What appears from the first line of the records below through the line containing "pub struct TimelinePhase" must be reproduced verbatim.
╭─ RECORDED INFORMATION
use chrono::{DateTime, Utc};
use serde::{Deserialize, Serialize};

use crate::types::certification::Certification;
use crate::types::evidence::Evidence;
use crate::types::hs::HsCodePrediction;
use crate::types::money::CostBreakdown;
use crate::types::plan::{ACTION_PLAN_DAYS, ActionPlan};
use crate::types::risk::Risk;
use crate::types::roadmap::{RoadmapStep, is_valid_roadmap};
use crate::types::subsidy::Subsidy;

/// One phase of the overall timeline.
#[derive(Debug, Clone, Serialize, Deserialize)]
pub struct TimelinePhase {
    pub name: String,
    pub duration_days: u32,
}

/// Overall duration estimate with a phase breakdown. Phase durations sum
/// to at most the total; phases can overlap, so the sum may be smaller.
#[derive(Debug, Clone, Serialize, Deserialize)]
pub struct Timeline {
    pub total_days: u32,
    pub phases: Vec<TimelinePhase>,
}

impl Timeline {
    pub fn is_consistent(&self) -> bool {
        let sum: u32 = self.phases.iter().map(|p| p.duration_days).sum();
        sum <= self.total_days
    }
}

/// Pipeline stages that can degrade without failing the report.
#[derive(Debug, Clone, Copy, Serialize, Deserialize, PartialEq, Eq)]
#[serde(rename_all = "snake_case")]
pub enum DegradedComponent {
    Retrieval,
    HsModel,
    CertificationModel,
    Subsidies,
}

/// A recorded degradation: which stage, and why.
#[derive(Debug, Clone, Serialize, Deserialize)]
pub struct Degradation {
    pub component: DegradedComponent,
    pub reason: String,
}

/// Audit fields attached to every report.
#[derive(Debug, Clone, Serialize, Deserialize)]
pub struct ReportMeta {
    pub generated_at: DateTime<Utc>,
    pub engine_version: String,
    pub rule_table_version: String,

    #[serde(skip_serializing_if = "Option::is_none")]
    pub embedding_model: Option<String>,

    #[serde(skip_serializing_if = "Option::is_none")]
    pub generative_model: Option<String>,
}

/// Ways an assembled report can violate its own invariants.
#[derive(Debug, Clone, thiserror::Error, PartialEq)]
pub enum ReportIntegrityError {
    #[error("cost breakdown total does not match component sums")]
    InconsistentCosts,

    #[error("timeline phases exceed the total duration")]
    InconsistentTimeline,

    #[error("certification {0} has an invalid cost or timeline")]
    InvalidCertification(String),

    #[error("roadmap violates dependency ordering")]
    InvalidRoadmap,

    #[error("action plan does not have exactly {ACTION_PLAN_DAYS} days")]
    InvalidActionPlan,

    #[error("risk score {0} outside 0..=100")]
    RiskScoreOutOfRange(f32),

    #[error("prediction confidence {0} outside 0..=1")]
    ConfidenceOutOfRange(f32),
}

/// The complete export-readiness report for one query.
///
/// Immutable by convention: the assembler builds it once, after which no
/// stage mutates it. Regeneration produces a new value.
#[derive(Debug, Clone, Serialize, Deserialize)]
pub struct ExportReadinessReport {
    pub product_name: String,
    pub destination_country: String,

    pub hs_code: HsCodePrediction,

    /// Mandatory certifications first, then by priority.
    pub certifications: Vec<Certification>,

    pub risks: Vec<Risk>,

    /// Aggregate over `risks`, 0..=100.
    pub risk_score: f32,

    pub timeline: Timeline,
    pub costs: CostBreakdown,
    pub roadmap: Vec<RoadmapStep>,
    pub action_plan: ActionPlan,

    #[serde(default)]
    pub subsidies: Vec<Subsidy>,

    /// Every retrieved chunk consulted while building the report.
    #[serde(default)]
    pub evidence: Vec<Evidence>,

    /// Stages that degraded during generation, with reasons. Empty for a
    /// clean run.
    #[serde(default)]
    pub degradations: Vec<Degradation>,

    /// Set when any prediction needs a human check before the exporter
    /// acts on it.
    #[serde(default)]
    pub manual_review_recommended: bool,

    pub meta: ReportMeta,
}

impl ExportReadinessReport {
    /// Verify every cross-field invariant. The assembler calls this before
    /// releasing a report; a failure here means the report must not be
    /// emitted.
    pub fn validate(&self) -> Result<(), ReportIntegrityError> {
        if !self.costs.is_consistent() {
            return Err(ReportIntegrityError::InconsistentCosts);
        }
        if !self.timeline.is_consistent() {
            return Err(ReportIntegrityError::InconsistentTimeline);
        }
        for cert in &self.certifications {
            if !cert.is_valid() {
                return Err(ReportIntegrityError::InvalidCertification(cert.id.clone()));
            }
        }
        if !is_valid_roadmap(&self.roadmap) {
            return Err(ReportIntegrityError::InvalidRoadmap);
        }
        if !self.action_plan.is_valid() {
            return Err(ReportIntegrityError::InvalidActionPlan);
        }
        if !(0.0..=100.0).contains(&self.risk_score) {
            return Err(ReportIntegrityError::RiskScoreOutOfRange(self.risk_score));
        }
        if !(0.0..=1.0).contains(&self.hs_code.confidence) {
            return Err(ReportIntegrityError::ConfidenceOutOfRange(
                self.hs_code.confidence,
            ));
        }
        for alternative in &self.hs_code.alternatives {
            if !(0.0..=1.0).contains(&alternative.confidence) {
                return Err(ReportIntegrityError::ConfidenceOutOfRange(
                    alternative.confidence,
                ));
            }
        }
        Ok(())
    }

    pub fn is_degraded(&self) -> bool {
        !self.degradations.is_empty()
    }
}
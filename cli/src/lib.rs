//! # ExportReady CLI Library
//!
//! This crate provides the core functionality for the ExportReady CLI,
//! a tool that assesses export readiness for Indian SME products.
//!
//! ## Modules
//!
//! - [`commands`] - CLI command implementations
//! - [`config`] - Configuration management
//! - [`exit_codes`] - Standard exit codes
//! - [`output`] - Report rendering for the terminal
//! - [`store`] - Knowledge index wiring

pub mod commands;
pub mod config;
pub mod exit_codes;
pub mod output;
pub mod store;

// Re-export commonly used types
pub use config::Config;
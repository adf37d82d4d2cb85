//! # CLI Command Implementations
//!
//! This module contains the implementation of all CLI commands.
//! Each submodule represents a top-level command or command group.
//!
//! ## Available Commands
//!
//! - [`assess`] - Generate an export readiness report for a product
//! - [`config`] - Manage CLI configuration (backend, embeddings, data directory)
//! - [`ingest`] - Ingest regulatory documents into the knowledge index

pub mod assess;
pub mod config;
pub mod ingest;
╰─
### PROBLEM SOLUTION
use chrono::{DateTime, Utc};
use serde::{Deserialize, Serialize};

use crate::types::certification::Certification;
use crate::types::evidence::Evidence;
use crate::types::hs::HsCodePrediction;
use crate::types::money::CostBreakdown;
use crate::types::plan::{ACTION_PLAN_DAYS, ActionPlan};
use crate::types::risk::Risk;
use crate::types::roadmap::{RoadmapStep, is_valid_roadmap};
use crate::types::subsidy::Subsidy;

/// One phase of the overall timeline.
#[derive(Debug, Clone, Serialize, Deserialize)]
pub struct TimelinePhase {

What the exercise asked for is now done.